I tempi (troppo) lunghi dell’adozione ma non solo. A margine di un Dataroom del Corriere della Sera.

 
 

Adottare un bambino è sempre e solo un diritto dei genitori che decidono di farlo? Si può parlare del sistema di adozioni solo come un servizio da fornire alle coppie che vi aspirano? 
A suscitare la domanda sono gli interessantissimi dati pubblicati sul recente Dataroom del che fotografa la realtà delle adozioni in Italia. Il report è ben fatto e aiuta a comprendere quali sono i passaggi per muoversi in questo campo difficile. Più che altro si concentra sugli ostacoli che i genitori incontrano e su quali siano le difficoltà che alla fine frenano le adozioni in Italia. 

La legge italiana prevede alcuni requisiti imprescindibili per le adozioni: essere una coppia eterosessuale sposata da almeno tre anni dove i coniugi hanno compiuto i 25 anni di età. Al momento dell’inizio dell’iter di adozione di un neonato il genitore più giovane non deve aver superato i 41 anni e i 58 per un minore diciassettenne.

Assunto ciò, gli aspiranti genitori si devono rivolgere alla propria Asl di competenza per i primi colloqui conoscitivi dove dichiarano la disponibilità all’adozione. Il passaggio successivo è l’intervento dei servizi sociali, che valutano l’idoneità della coppia. Alla fine della procedura i servizi sociali trasmettono la loro relazione al Tribunale dei Minori che rilascia l’approvazione sull’idoneità. A questo punto la coppia sceglie se optare per un’adozione nazionale o internazionale e da qui le procedure si diversificano intraprendendo iter diversi ma ugualmente tortuosi fino anche ad arrivare ad un costo di 20.000 euro per le adozioni internazionali. 

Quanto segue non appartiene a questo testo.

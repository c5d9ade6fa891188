//! Routing file model and loading.
//!
//! The routing file is a JSON array of `{ "url": ..., "expression": ... }`
//! objects. Array order is rule precedence.

use std::path::Path;

use serde::{Deserialize, Serialize};

use crate::error::RelayError;

#[derive(Debug, Clone, PartialEq, Eq, Deserialize, Serialize)]
pub struct Rule {
    pub url: String,
    pub expression: String,
}

pub fn parse_rules(content: &str, path: &Path) -> Result<Vec<Rule>, RelayError> {
    serde_json::from_str(content).map_err(|source| RelayError::RulesParse {
        path: path.to_path_buf(),
        source,
    })
}

pub async fn load_rules(path: &Path) -> Result<Vec<Rule>, RelayError> {
    let content = tokio::fs::read_to_string(path).await.map_err(|e| {
        if e.kind() == std::io::ErrorKind::NotFound {
            RelayError::RulesFileNotFound {
                path: path.to_path_buf(),
            }
        } else {
            RelayError::Io(e)
        }
    })?;
    parse_rules(&content, path)
}
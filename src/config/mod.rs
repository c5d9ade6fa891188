//! Startup configuration: properties file, routing file, and validation.
//!
//! [`Settings::resolve`] merges CLI flags (and their environment variable
//! equivalents) over the properties file. Flags always win. The routing
//! file path, listen port, and signing key must come from one of the two;
//! the default forward URL may be left empty.

pub mod properties;
pub mod rules;
pub mod validation;

use std::path::PathBuf;

use crate::cli::RunArgs;
use crate::error::RelayError;
use crate::relay::signature::SigningKey;
use properties::Properties;

#[derive(Debug, Clone)]
pub struct Settings {
    pub router_file: PathBuf,
    pub port: u16,
    pub signing_key: SigningKey,
    pub default_target: String,
}

impl Settings {
    pub fn resolve(args: &RunArgs, props: &Properties) -> Result<Self, RelayError> {
        let router_file = args
            .router
            .clone()
            .or_else(|| props.get(properties::ROUTER_FILE).map(PathBuf::from))
            .ok_or_else(|| missing(properties::ROUTER_FILE, "--router <file>"))?;

        let port = match args.port {
            Some(port) => port,
            None => {
                let raw = props
                    .get(properties::PORT)
                    .ok_or_else(|| missing(properties::PORT, "--port <port>"))?;
                raw.parse().map_err(|e: std::num::ParseIntError| RelayError::InvalidSetting {
                    key: properties::PORT,
                    value: raw.to_string(),
                    message: e.to_string(),
                })?
            }
        };

        let signing_key = args
            .key
            .as_deref()
            .or_else(|| props.get(properties::CALLBACK_KEY))
            .map(SigningKey::new)
            .ok_or_else(|| missing(properties::CALLBACK_KEY, "--key <key>"))?;

        let default_target = args
            .default_url
            .as_deref()
            .or_else(|| props.get(properties::FORWARD_URL))
            .unwrap_or_default()
            .to_string();

        Ok(Self {
            router_file,
            port,
            signing_key,
            default_target,
        })
    }
}

fn missing(key: &'static str, flag: &str) -> RelayError {
    RelayError::MissingSetting {
        key,
        hint: format!("Pass {flag} or set '{key}' in {}.", properties::DEFAULT_PATH),
    }
}

#[cfg(test)]
mod tests {
    use std::path::Path;

    use super::*;
    use crate::cli::LogLevel;

    // Built by hand so RELAY_* variables in the environment cannot leak in.
    fn run_args(router: Option<&str>, port: Option<u16>, key: Option<&str>) -> RunArgs {
        RunArgs {
            conf: None,
            router: router.map(PathBuf::from),
            port,
            key: key.map(String::from),
            default_url: None,
            host: "127.0.0.1".into(),
            log_level: LogLevel::Info,
            pretty: false,
            json: false,
            timeout: None,
            max_body: 1_048_576,
        }
    }

    fn props(content: &str) -> Properties {
        Properties::parse(content, Path::new("conf.properties")).unwrap()
    }

    const FULL: &str = "default_routerFile=router.json\n\
                        default_port=8080\n\
                        default_callbackKey=from-file\n\
                        default_forward_url=http://default\n";

    #[test]
    fn properties_alone_are_enough() {
        let settings = Settings::resolve(&run_args(None, None, None), &props(FULL)).unwrap();
        assert_eq!(settings.router_file, PathBuf::from("router.json"));
        assert_eq!(settings.port, 8080);
        assert_eq!(settings.default_target, "http://default");
    }

    #[test]
    fn flags_override_properties() {
        let args = run_args(Some("other.json"), Some(9090), Some("flag-key"));
        let settings = Settings::resolve(&args, &props(FULL)).unwrap();
        assert_eq!(settings.router_file, PathBuf::from("other.json"));
        assert_eq!(settings.port, 9090);
        let expected = SigningKey::new("flag-key");
        assert_eq!(
            crate::relay::signature::sign(b"x", &settings.signing_key),
            crate::relay::signature::sign(b"x", &expected)
        );
    }

    #[test]
    fn missing_key_is_reported() {
        let err = Settings::resolve(
            &run_args(Some("router.json"), Some(8080), None),
            &Properties::default(),
        )
        .unwrap_err();
        assert!(matches!(
            err,
            RelayError::MissingSetting { key: properties::CALLBACK_KEY, .. }
        ));
    }

    #[test]
    fn non_numeric_port_is_reported() {
        let err = Settings::resolve(
            &run_args(None, None, None),
            &props("default_routerFile=r.json\ndefault_port=eighty\ndefault_callbackKey=k"),
        )
        .unwrap_err();
        assert!(matches!(err, RelayError::InvalidSetting { .. }));
    }

    #[test]
    fn default_url_may_be_absent() {
        let args = run_args(Some("router.json"), Some(8080), Some("k"));
        let settings = Settings::resolve(&args, &Properties::default()).unwrap();
        assert!(settings.default_target.is_empty());
    }
}
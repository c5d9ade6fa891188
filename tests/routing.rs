//! Integration tests for rule selection over decoded callbacks.

use callback_relay::config::rules::Rule;
use callback_relay::relay::payload::{self, Callback};
use callback_relay::relay::routing::{select_target, RuleSet};

fn make_rule(url: &str, expression: &str) -> Rule {
    Rule {
        url: url.into(),
        expression: expression.into(),
    }
}

fn decoded(record: &Callback) -> callback_relay::relay::payload::ParameterMap {
    let wire = payload::encode(record).unwrap();
    payload::decode(wire.as_bytes()).unwrap()
}

#[test]
fn precedence_follows_file_order() {
    let rules = RuleSet::compile(
        vec![
            make_rule("http://ios", "channelId == 14"),
            make_rule("http://paid", "status == 1"),
            make_rule("http://any", "true"),
        ],
        "http://default",
    );

    let ios = decoded(&Callback {
        channel_id: 14,
        status: 1,
        ..Callback::default()
    });
    assert_eq!(select_target(&rules, &ios), "http://ios");

    let paid = decoded(&Callback {
        channel_id: 3,
        status: 1,
        ..Callback::default()
    });
    assert_eq!(select_target(&rules, &paid), "http://paid");

    let other = decoded(&Callback::default());
    assert_eq!(select_target(&rules, &other), "http://any");
}

#[test]
fn broken_rules_are_skipped_not_fatal() {
    let rules = RuleSet::compile(
        vec![
            make_rule("http://syntax", "amount >"),
            make_rule("http://unknown", "noSuchField == 1"),
            make_rule("http://types", "amount == 1 && currency"),
            make_rule("http://ok", "currency == 'CNY'"),
        ],
        "http://default",
    );
    assert_eq!(rules.len(), 4);

    let cny = decoded(&Callback {
        amount: 1.0,
        currency: "CNY".into(),
        ..Callback::default()
    });
    assert_eq!(select_target(&rules, &cny), "http://ok");

    let usd = decoded(&Callback {
        amount: 1.0,
        currency: "USD".into(),
        ..Callback::default()
    });
    assert_eq!(select_target(&rules, &usd), "http://default");
}

#[test]
fn integer_and_float_fields_compare_numerically() {
    let rules = RuleSet::compile(
        vec![make_rule("http://hit", "qkChannelId == 2 && amount == 2")],
        "http://default",
    );
    let params = decoded(&Callback {
        qk_channel_id: 2,
        amount: 2.0,
        ..Callback::default()
    });
    assert_eq!(select_target(&rules, &params), "http://hit");
}

#[test]
fn strings_never_equal_numbers() {
    let rules = RuleSet::compile(
        vec![make_rule("http://hit", "dealAmount == 6")],
        "http://default",
    );
    let params = decoded(&Callback {
        deal_amount: "6".into(),
        ..Callback::default()
    });
    assert_eq!(select_target(&rules, &params), "http://default");
}

#[test]
fn absent_fields_take_zero_values() {
    let rules = RuleSet::compile(
        vec![make_rule("http://zero", "status == 0 && orderNo == ''")],
        "http://default",
    );
    let wire = base64::Engine::encode(&base64::prelude::BASE64_STANDARD, br#"{"amount": 1}"#);
    let params = payload::decode(wire.as_bytes()).unwrap();
    assert_eq!(select_target(&rules, &params), "http://zero");
}
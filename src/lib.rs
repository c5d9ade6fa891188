//! callback-relay receives signed payment callbacks and forwards each one
//! to a downstream URL chosen by a list of boolean routing rules.
//!
//! For every request the relay verifies the md5 signature of the `data`
//! field, decodes the base64 JSON payload into typed parameters, picks
//! the first rule whose expression holds (or the default target), posts
//! the original form to that target, and relays status and body back.
//! Any failure becomes a 500 with a short plaintext message.
//!
//! # Architecture
//!
//! - [`cli`] -- Command-line argument parsing with clap derive macros.
//! - [`cmd`] -- Subcommand dispatch and execution (run, validate).
//! - [`config`] -- Properties file, routing file loading, settings
//!   resolution, and routing file validation.
//! - [`error`] -- Startup and per-request error types using `thiserror`.
//! - [`expr`] -- Routing expression parser (nom) and typed evaluator.
//! - [`logging`] -- Structured tracing setup with JSON and pretty-print output.
//! - [`relay`] -- The per-request pipeline: form extraction, signature
//!   check, payload decoding, rule selection, and forwarding.
//! - [`server`] -- Axum server setup, shared immutable state, HTTP client,
//!   and graceful shutdown.

// Binary crate: public items are internal, not a library API.
#![allow(clippy::missing_errors_doc)]

pub mod cli;
pub mod cmd;
pub mod config;
pub mod error;
pub mod expr;
pub mod logging;
pub mod relay;
pub mod server;
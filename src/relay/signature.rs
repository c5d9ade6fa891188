//! Callback signature verification.
//!
//! A callback is authentic when `sign` equals the lowercase hex md5 of
//! `"data=" + payload + "&" + key`, where `payload` is the `data` field
//! after one more round of query unescaping with spaces put back to `+`.

use md5::{Digest, Md5};

use crate::error::PipelineError;

/// The shared key callbacks are signed with.
#[derive(Clone)]
pub struct SigningKey(String);

impl SigningKey {
    #[must_use]
    pub fn new(key: impl Into<String>) -> Self {
        Self(key.into())
    }

    fn as_bytes(&self) -> &[u8] {
        self.0.as_bytes()
    }
}

impl std::fmt::Debug for SigningKey {
    fn fmt(&self, f: &mut std::fmt::Formatter<'_>) -> std::fmt::Result {
        f.write_str("SigningKey(..)")
    }
}

/// Query-unescape the raw `data` value and restore `+` characters that
/// form decoding turned into spaces.
pub fn normalize_payload(raw: &str) -> Result<Vec<u8>, PipelineError> {
    let mut payload = unescape(raw)?;
    for b in &mut payload {
        if *b == b' ' {
            *b = b'+';
        }
    }
    Ok(payload)
}

/// Strict query unescaping: `+` becomes a space and every `%` must start
/// a two-digit hex escape.
fn unescape(raw: &str) -> Result<Vec<u8>, PipelineError> {
    let bytes = raw.as_bytes();
    let mut out = Vec::with_capacity(bytes.len());
    let mut i = 0;
    while i < bytes.len() {
        match bytes[i] {
            b'%' => {
                let escape = bytes.get(i + 1..i + 3).unwrap_or(&bytes[i + 1..]);
                let mut decoded = [0u8; 1];
                if escape.len() != 2 || hex::decode_to_slice(escape, &mut decoded).is_err() {
                    let end = (i + 3).min(bytes.len());
                    return Err(PipelineError::MalformedInput(
                        String::from_utf8_lossy(&bytes[i..end]).into_owned(),
                    ));
                }
                out.push(decoded[0]);
                i += 3;
            }
            b'+' => {
                out.push(b' ');
                i += 1;
            }
            b => {
                out.push(b);
                i += 1;
            }
        }
    }
    Ok(out)
}

/// Lowercase hex md5 of `"data=" + payload + "&" + key`.
#[must_use]
pub fn sign(payload: &[u8], key: &SigningKey) -> String {
    let mut hasher = Md5::new();
    hasher.update(b"data=");
    hasher.update(payload);
    hasher.update(b"&");
    hasher.update(key.as_bytes());
    hex::encode(hasher.finalize())
}

/// Check a presented signature against the normalized payload.
pub fn verify(payload: &[u8], presented: &str, key: &SigningKey) -> Result<(), PipelineError> {
    if constant_time_eq(sign(payload, key).as_bytes(), presented.as_bytes()) {
        Ok(())
    } else {
        Err(PipelineError::InvalidSignature)
    }
}

fn constant_time_eq(a: &[u8], b: &[u8]) -> bool {
    if a.len() != b.len() {
        return false;
    }
    a.iter().zip(b).fold(0u8, |acc, (x, y)| acc | (x ^ y)) == 0
}
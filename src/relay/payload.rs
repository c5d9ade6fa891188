//! Callback payload decoding.
//!
//! The `data` form field carries a standard base64 encoding of a JSON
//! object. [`decode`] turns it into a [`ParameterMap`] over the fixed
//! callback vocabulary; unknown JSON keys are ignored and absent or
//! `null` keys take the field type's zero value.

use std::collections::HashMap;

use base64::alphabet;
use base64::engine::general_purpose::{GeneralPurpose, PAD};
use base64::prelude::*;
use serde::{Deserialize, Deserializer, Serialize};

use crate::error::PipelineError;
use crate::expr::Value;

/// One typed field value taken from a callback.
#[derive(Debug, Clone, PartialEq)]
pub enum ParamValue {
    Str(String),
    Float(f64),
    Int(i32),
}

impl From<String> for ParamValue {
    fn from(v: String) -> Self {
        Self::Str(v)
    }
}

impl From<f64> for ParamValue {
    fn from(v: f64) -> Self {
        Self::Float(v)
    }
}

impl From<i32> for ParamValue {
    fn from(v: i32) -> Self {
        Self::Int(v)
    }
}

impl From<&ParamValue> for Value {
    fn from(v: &ParamValue) -> Self {
        match v {
            ParamValue::Str(s) => Self::Str(s.clone()),
            ParamValue::Float(f) => Self::Number(*f),
            ParamValue::Int(i) => Self::Number(f64::from(*i)),
        }
    }
}

/// Field name to typed value, built from exactly one verified payload.
#[derive(Debug, Clone, PartialEq)]
pub struct ParameterMap {
    values: HashMap<&'static str, ParamValue>,
}

impl ParameterMap {
    #[must_use]
    pub fn get(&self, name: &str) -> Option<&ParamValue> {
        self.values.get(name)
    }

    /// The field as an expression value.
    #[must_use]
    pub fn value(&self, name: &str) -> Option<Value> {
        self.get(name).map(Value::from)
    }

    #[must_use]
    pub fn len(&self) -> usize {
        self.values.len()
    }

    #[must_use]
    pub fn is_empty(&self) -> bool {
        self.values.is_empty()
    }
}

fn nullable<'de, D, T>(deserializer: D) -> Result<T, D::Error>
where
    D: Deserializer<'de>,
    T: Deserialize<'de> + Default,
{
    Ok(Option::<T>::deserialize(deserializer)?.unwrap_or_default())
}

macro_rules! callback_record {
    ($( $field:ident : $ty:ty => $name:literal ),+ $(,)?) => {
        /// A payment callback record as carried in the `data` field.
        #[derive(Debug, Clone, Default, PartialEq, Serialize, Deserialize)]
        #[serde(default)]
        pub struct Callback {
            $(
                #[serde(rename = $name, deserialize_with = "nullable")]
                pub $field: $ty,
            )+
        }

        /// Every field name a routing expression may reference.
        pub const FIELD_NAMES: &[&str] = &[$($name),+];

        impl Callback {
            #[must_use]
            pub fn into_params(self) -> ParameterMap {
                let mut values = HashMap::with_capacity(FIELD_NAMES.len());
                $( values.insert($name, ParamValue::from(self.$field)); )+
                ParameterMap { values }
            }
        }
    };
}

callback_record! {
    amount: f64 => "amount",
    game_order: String => "gameOrder",
    order_no: String => "orderNo",
    status: i32 => "status",
    self_define: String => "selfDefine",
    channel_uid: String => "channelUid",
    pay_time: String => "payTime",
    channel: String => "channel",
    channel_id: i32 => "channelId",
    goods_id: String => "goodsId",
    goods_name: String => "goodsName",
    yx_is_in_intro_offer_period: String => "yx_is_in_intro_offer_period",
    yx_is_trial_period: String => "yx_is_trial_period",
    iap_sub_expire_snake: String => "iap_sub_expire",
    iap_sub_snake: String => "iap_sub",
    paytype_lower: String => "paytype",
    yx_sub_type: String => "yx_sub_type",
    deal_amount: String => "dealAmount",
    qk_channel_id: i32 => "qkChannelId",
    quick_channel_id: i32 => "quickChannelId",
    sandbox: String => "sandbox",
    iap_sub: String => "iapSub",
    iap_sub_expire: String => "iapSubExpire",
    currency: String => "currency",
    pay_type: String => "payType",
}

/// Standard alphabet with padding, tolerating non-zero bits in the final
/// symbol the way common callback signers emit them.
const PAYLOAD_ENGINE: GeneralPurpose =
    GeneralPurpose::new(&alphabet::STANDARD, PAD.with_decode_allow_trailing_bits(true));

/// Decode a verified payload into its callback record.
pub fn decode_record(payload: &[u8]) -> Result<Callback, PipelineError> {
    let json = PAYLOAD_ENGINE.decode(payload)?;
    Ok(serde_json::from_slice(&json)?)
}

/// Decode a verified payload into a [`ParameterMap`].
pub fn decode(payload: &[u8]) -> Result<ParameterMap, PipelineError> {
    decode_record(payload).map(Callback::into_params)
}

/// Encode a record into the payload's wire form (JSON, then standard base64).
pub fn encode(record: &Callback) -> Result<String, serde_json::Error> {
    Ok(BASE64_STANDARD.encode(serde_json::to_vec(record)?))
}

#[cfg(test)]
mod tests {
    use super::*;

    fn b64(json: &str) -> Vec<u8> {
        BASE64_STANDARD.encode(json).into_bytes()
    }

    #[test]
    fn round_trip_preserves_fields() {
        let record = Callback {
            amount: 6.48,
            order_no: "A-1001".into(),
            status: 1,
            self_define: "透传参数".into(),
            channel_id: 42,
            currency: "USD".into(),
            iap_sub: "1".into(),
            iap_sub_snake: "0".into(),
            ..Callback::default()
        };
        let wire = encode(&record).unwrap();
        assert_eq!(decode_record(wire.as_bytes()).unwrap(), record);
    }

    #[test]
    fn absent_fields_take_zero_values() {
        let params = decode(&b64(r#"{"amount": 2}"#)).unwrap();
        assert_eq!(params.len(), FIELD_NAMES.len());
        assert_eq!(params.get("amount"), Some(&ParamValue::Float(2.0)));
        assert_eq!(params.get("status"), Some(&ParamValue::Int(0)));
        assert_eq!(params.get("selfDefine"), Some(&ParamValue::Str(String::new())));
    }

    #[test]
    fn null_fields_take_zero_values() {
        let record = decode_record(&b64(r#"{"orderNo": null, "channelId": null}"#)).unwrap();
        assert_eq!(record, Callback::default());
    }

    #[test]
    fn unknown_fields_are_ignored() {
        let record = decode_record(&b64(r#"{"orderNo": "x", "extra": [1, 2]}"#)).unwrap();
        assert_eq!(record.order_no, "x");
    }

    #[test]
    fn snake_and_camel_variants_are_distinct() {
        let record = decode_record(&b64(r#"{"iap_sub": "a", "iapSub": "b"}"#)).unwrap();
        assert_eq!(record.iap_sub_snake, "a");
        assert_eq!(record.iap_sub, "b");
    }

    #[test]
    fn integer_fields_reject_fractions() {
        let err = decode(&b64(r#"{"status": 1.5}"#)).unwrap_err();
        assert!(matches!(err, PipelineError::Parse(_)));
    }

    #[test]
    fn string_fields_reject_numbers() {
        let err = decode(&b64(r#"{"goodsId": 1}"#)).unwrap_err();
        assert!(matches!(err, PipelineError::Parse(_)));
    }

    #[test]
    fn bad_base64_is_a_decode_error() {
        let err = decode(b"not base64!").unwrap_err();
        assert!(matches!(err, PipelineError::Decode(_)));
    }

    #[test]
    fn non_zero_trailing_bits_are_accepted() {
        // "e30=" is "{}"; "e31=" sets the two unused low bits of the last symbol
        assert_eq!(decode_record(b"e31=").unwrap(), Callback::default());
    }

    #[test]
    fn missing_padding_is_rejected() {
        let err = decode(b"e30").unwrap_err();
        assert!(matches!(err, PipelineError::Decode(_)));
    }

    #[test]
    fn bad_json_is_a_parse_error() {
        let err = decode(&b64("{not json")).unwrap_err();
        assert!(matches!(err, PipelineError::Parse(_)));
    }

    #[test]
    fn integer_values_become_numbers() {
        let params = decode(&b64(r#"{"channelId": 7}"#)).unwrap();
        assert_eq!(params.value("channelId"), Some(Value::Number(7.0)));
    }
}
//! nom-based parser for routing expressions.
//!
//! Precedence, lowest first: `||`, `&&`, comparisons (non-associative),
//! unary `!` / `-`, then literals, field names and parenthesized groups.

use nom::{
    branch::alt,
    bytes::complete::{tag, take_while},
    character::complete::{alpha1, alphanumeric1, char, digit0, digit1, multispace0},
    combinator::{all_consuming, map, map_res, not, opt, recognize, value},
    error::ParseError,
    multi::many0,
    sequence::{delimited, pair, preceded, tuple},
    IResult,
};

use super::{CompareOp, Expr, ExprError, LogicalOp, UnaryOp, Value};

/// Parse a complete expression. Trailing input is an error.
pub fn parse(expression: &str) -> Result<Expr, ExprError> {
    match all_consuming(ws(parse_or))(expression) {
        Ok((_, expr)) => Ok(expr),
        Err(nom::Err::Error(e) | nom::Err::Failure(e)) => Err(ExprError {
            expression: expression.to_string(),
            offset: expression.len() - e.input.len(),
            message: describe(e.input),
        }),
        Err(nom::Err::Incomplete(_)) => Err(ExprError {
            expression: expression.to_string(),
            offset: expression.len(),
            message: "unexpected end of expression".into(),
        }),
    }
}

fn describe(rest: &str) -> String {
    rest.chars().next().map_or_else(
        || "unexpected end of expression".to_string(),
        |c| format!("unexpected '{c}'"),
    )
}

fn ws<'a, F, O, E: ParseError<&'a str>>(inner: F) -> impl FnMut(&'a str) -> IResult<&'a str, O, E>
where
    F: FnMut(&'a str) -> IResult<&'a str, O, E>,
{
    delimited(multispace0, inner, multispace0)
}

fn parse_identifier(input: &str) -> IResult<&str, &str> {
    recognize(pair(
        alt((alpha1, tag("_"))),
        many0(alt((alphanumeric1, tag("_")))),
    ))(input)
}

fn parse_number(input: &str) -> IResult<&str, Value> {
    map_res(
        recognize(pair(digit1, opt(pair(char('.'), digit0)))),
        |s: &str| s.parse::<f64>().map(Value::Number),
    )(input)
}

fn parse_string(input: &str) -> IResult<&str, Value> {
    map(
        alt((
            delimited(char('\''), take_while(|c| c != '\''), char('\'')),
            delimited(char('"'), take_while(|c| c != '"'), char('"')),
        )),
        |s: &str| Value::Str(s.to_string()),
    )(input)
}

fn parse_word(input: &str) -> IResult<&str, Expr> {
    map(parse_identifier, |name| match name {
        "true" => Expr::Literal(Value::Bool(true)),
        "false" => Expr::Literal(Value::Bool(false)),
        field => Expr::Field(field.to_string()),
    })(input)
}

fn parse_primary(input: &str) -> IResult<&str, Expr> {
    ws(alt((
        map(parse_number, Expr::Literal),
        map(parse_string, Expr::Literal),
        parse_word,
        delimited(char('('), parse_or, char(')')),
    )))(input)
}

fn parse_unary(input: &str) -> IResult<&str, Expr> {
    alt((
        map(
            preceded(ws(pair(char('!'), not(char('=')))), parse_unary),
            |operand| Expr::Unary {
                op: UnaryOp::Not,
                operand: Box::new(operand),
            },
        ),
        map(preceded(ws(char('-')), parse_unary), |operand| Expr::Unary {
            op: UnaryOp::Neg,
            operand: Box::new(operand),
        }),
        parse_primary,
    ))(input)
}

fn parse_compare_op(input: &str) -> IResult<&str, CompareOp> {
    ws(alt((
        value(CompareOp::Eq, tag("==")),
        value(CompareOp::Ne, tag("!=")),
        value(CompareOp::Le, tag("<=")),
        value(CompareOp::Ge, tag(">=")),
        value(CompareOp::Lt, tag("<")),
        value(CompareOp::Gt, tag(">")),
    )))(input)
}

fn parse_comparison(input: &str) -> IResult<&str, Expr> {
    let (input, left) = parse_unary(input)?;
    let (input, rest) = opt(tuple((parse_compare_op, parse_unary)))(input)?;

    Ok((
        input,
        match rest {
            Some((op, right)) => Expr::Compare {
                op,
                left: Box::new(left),
                right: Box::new(right),
            },
            None => left,
        },
    ))
}

fn parse_and(input: &str) -> IResult<&str, Expr> {
    let (input, left) = parse_comparison(input)?;
    let (input, rest) = many0(preceded(ws(tag("&&")), parse_comparison))(input)?;

    Ok((input, fold_logical(LogicalOp::And, left, rest)))
}

fn parse_or(input: &str) -> IResult<&str, Expr> {
    let (input, left) = parse_and(input)?;
    let (input, rest) = many0(preceded(ws(tag("||")), parse_and))(input)?;

    Ok((input, fold_logical(LogicalOp::Or, left, rest)))
}

fn fold_logical(op: LogicalOp, first: Expr, rest: Vec<Expr>) -> Expr {
    rest.into_iter().fold(first, |acc, right| Expr::Logical {
        op,
        left: Box::new(acc),
        right: Box::new(right),
    })
}
//! Boolean routing expressions.
//!
//! A routing rule's predicate is a small expression such as
//! `amount==2 && selfDefine=='X'`. [`parse`] turns the text into a typed
//! [`Expr`] tree once, at rule-load time; [`Expr::evaluate`] runs it
//! against one request's [`ParameterMap`](crate::relay::payload::ParameterMap).
//!
//! Values are strictly typed: numbers compare numerically (`1 == 1.00`),
//! strings compare as strings, and a number never equals a string.

mod eval;
mod parser;

pub use eval::EvalError;
pub use parser::parse;

/// A runtime value produced while evaluating an expression.
#[derive(Debug, Clone, PartialEq)]
pub enum Value {
    Number(f64),
    Str(String),
    Bool(bool),
}

impl Value {
    #[must_use]
    pub const fn type_name(&self) -> &'static str {
        match self {
            Self::Number(_) => "number",
            Self::Str(_) => "string",
            Self::Bool(_) => "bool",
        }
    }
}

#[derive(Debug, Clone, Copy, PartialEq, Eq)]
pub enum CompareOp {
    Eq,
    Ne,
    Lt,
    Le,
    Gt,
    Ge,
}

#[derive(Debug, Clone, Copy, PartialEq, Eq)]
pub enum LogicalOp {
    And,
    Or,
}

#[derive(Debug, Clone, Copy, PartialEq, Eq)]
pub enum UnaryOp {
    Not,
    Neg,
}

#[derive(Debug, Clone, PartialEq)]
pub enum Expr {
    Literal(Value),
    Field(String),
    Compare {
        op: CompareOp,
        left: Box<Expr>,
        right: Box<Expr>,
    },
    Logical {
        op: LogicalOp,
        left: Box<Expr>,
        right: Box<Expr>,
    },
    Unary {
        op: UnaryOp,
        operand: Box<Expr>,
    },
}

/// Expression text that could not be parsed.
#[derive(Debug, Clone, PartialEq, Eq, thiserror::Error)]
#[error("invalid expression '{expression}' at offset {offset}: {message}")]
pub struct ExprError {
    pub expression: String,
    pub offset: usize,
    pub message: String,
}
//! Error types for card_sync

use thiserror::Error;

/// Unified error type for card_sync operations
#[derive(Debug, Error)]
pub enum SyncError {
    /// HTTP request failed (network error, timeout, etc.)
    #[error("Network error: {0}")]
    Network(#[from] reqwest::Error),
    /// HTTP error status code
    #[error("HTTP error: {0}")]
    HttpStatus(reqwest::StatusCode),
    /// Failed to parse a JSON response
    #[error("Decode error: {0}")]
    Decode(#[from] serde_json::Error),
    /// Image bytes could not be decoded
    #[error("Image decode error: {0}")]
    ImageDecode(#[from] image::ImageError),
    /// Database operation failed
    #[error("Database error: {0}")]
    Store(#[from] rusqlite::Error),
}

/// Result alias for card_sync operations
pub type Result<T> = std::result::Result<T, SyncError>;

In ogni caso, ad accomunare le procedure sono i tempi lunghi e soprattutto incerti. Il gap tra richieste ed effettive adozioni è altissimo con uno scarto fino a 7.100 tra domande e adozioni nel 2022. Contemporaneamente i tempi di attesa si sono allungati sempre più con una media che è arrivata a 4 anni e 5 mesi nel 2022. Tutto questo sta comportando un calo di richieste e molte coppie, pur avendo conseguito l’idoneità, rinunciano metà strada a causa degli ostacoli incontrati. 

È importante che ci siano ricerche che denunciano questi dati poiché l’adozione non è un tema irrilevante. La cura degli orfani è infatti oggetto di particolare attenzione da parte del Signore e questa sua attenzione dovrebbe essere l’attenzione anche della sua chiesa, composta da credenti a loro volta adottati nella famiglia di Dio. Non è detto che l’adozione sia una chiamata per ogni famiglia, ma come evangelici dovremmo essere attenti a come la società si occupa del tema e sostenere le coppie che sono chiamate dal Signore ad affrontare questo percorso. 

E’ giusto registrare i ritardi, le incongruenze e la scarsità di efficienza del sistema sociale che si occupa degli orfani. Chiediamoci, però, anche quando e come l’adozione viene presa in considerazione. Secondo il report, l’età media dei genitori adottivi, ad esempio, arriva fino ai 49 per i mariti e i 46,7 per le mogli. Non è del tutto sbagliato ricavare da questi dati che troppo spesso l’adozione arriva come scelta dopo che si è rimandata la genitorialità per molti anni e si sia data priorità ad altri aspetti della vita. Questo avviene sempre più anche per i processi biologici di riproduzione. Infatti, il ricorso alle tecniche di fecondazione assistita è in forte aumento.

Tutto ciò evidenzia la tendenza a vivere la genitorialità come un diritto, più che un dono da parte del Signore; una pretesa per raggiungere i propri obbiettivi seguendo la scaletta delle priorità individuali. In queste ricerche sono evidenziati i disagi dei genitori senza figli più che quello di bambini senza una famiglia e dai destini incerti. La cultura che ci circonda ha bisogno di riformare anche il proprio punto di vista sulla genitorialità e ri-inquadrarla alla luce della Parola di Dio come un dono, una responsabilità e un modo per riflettere l’immagine del Creatore e non una pretesa per la soddisfazione individuale.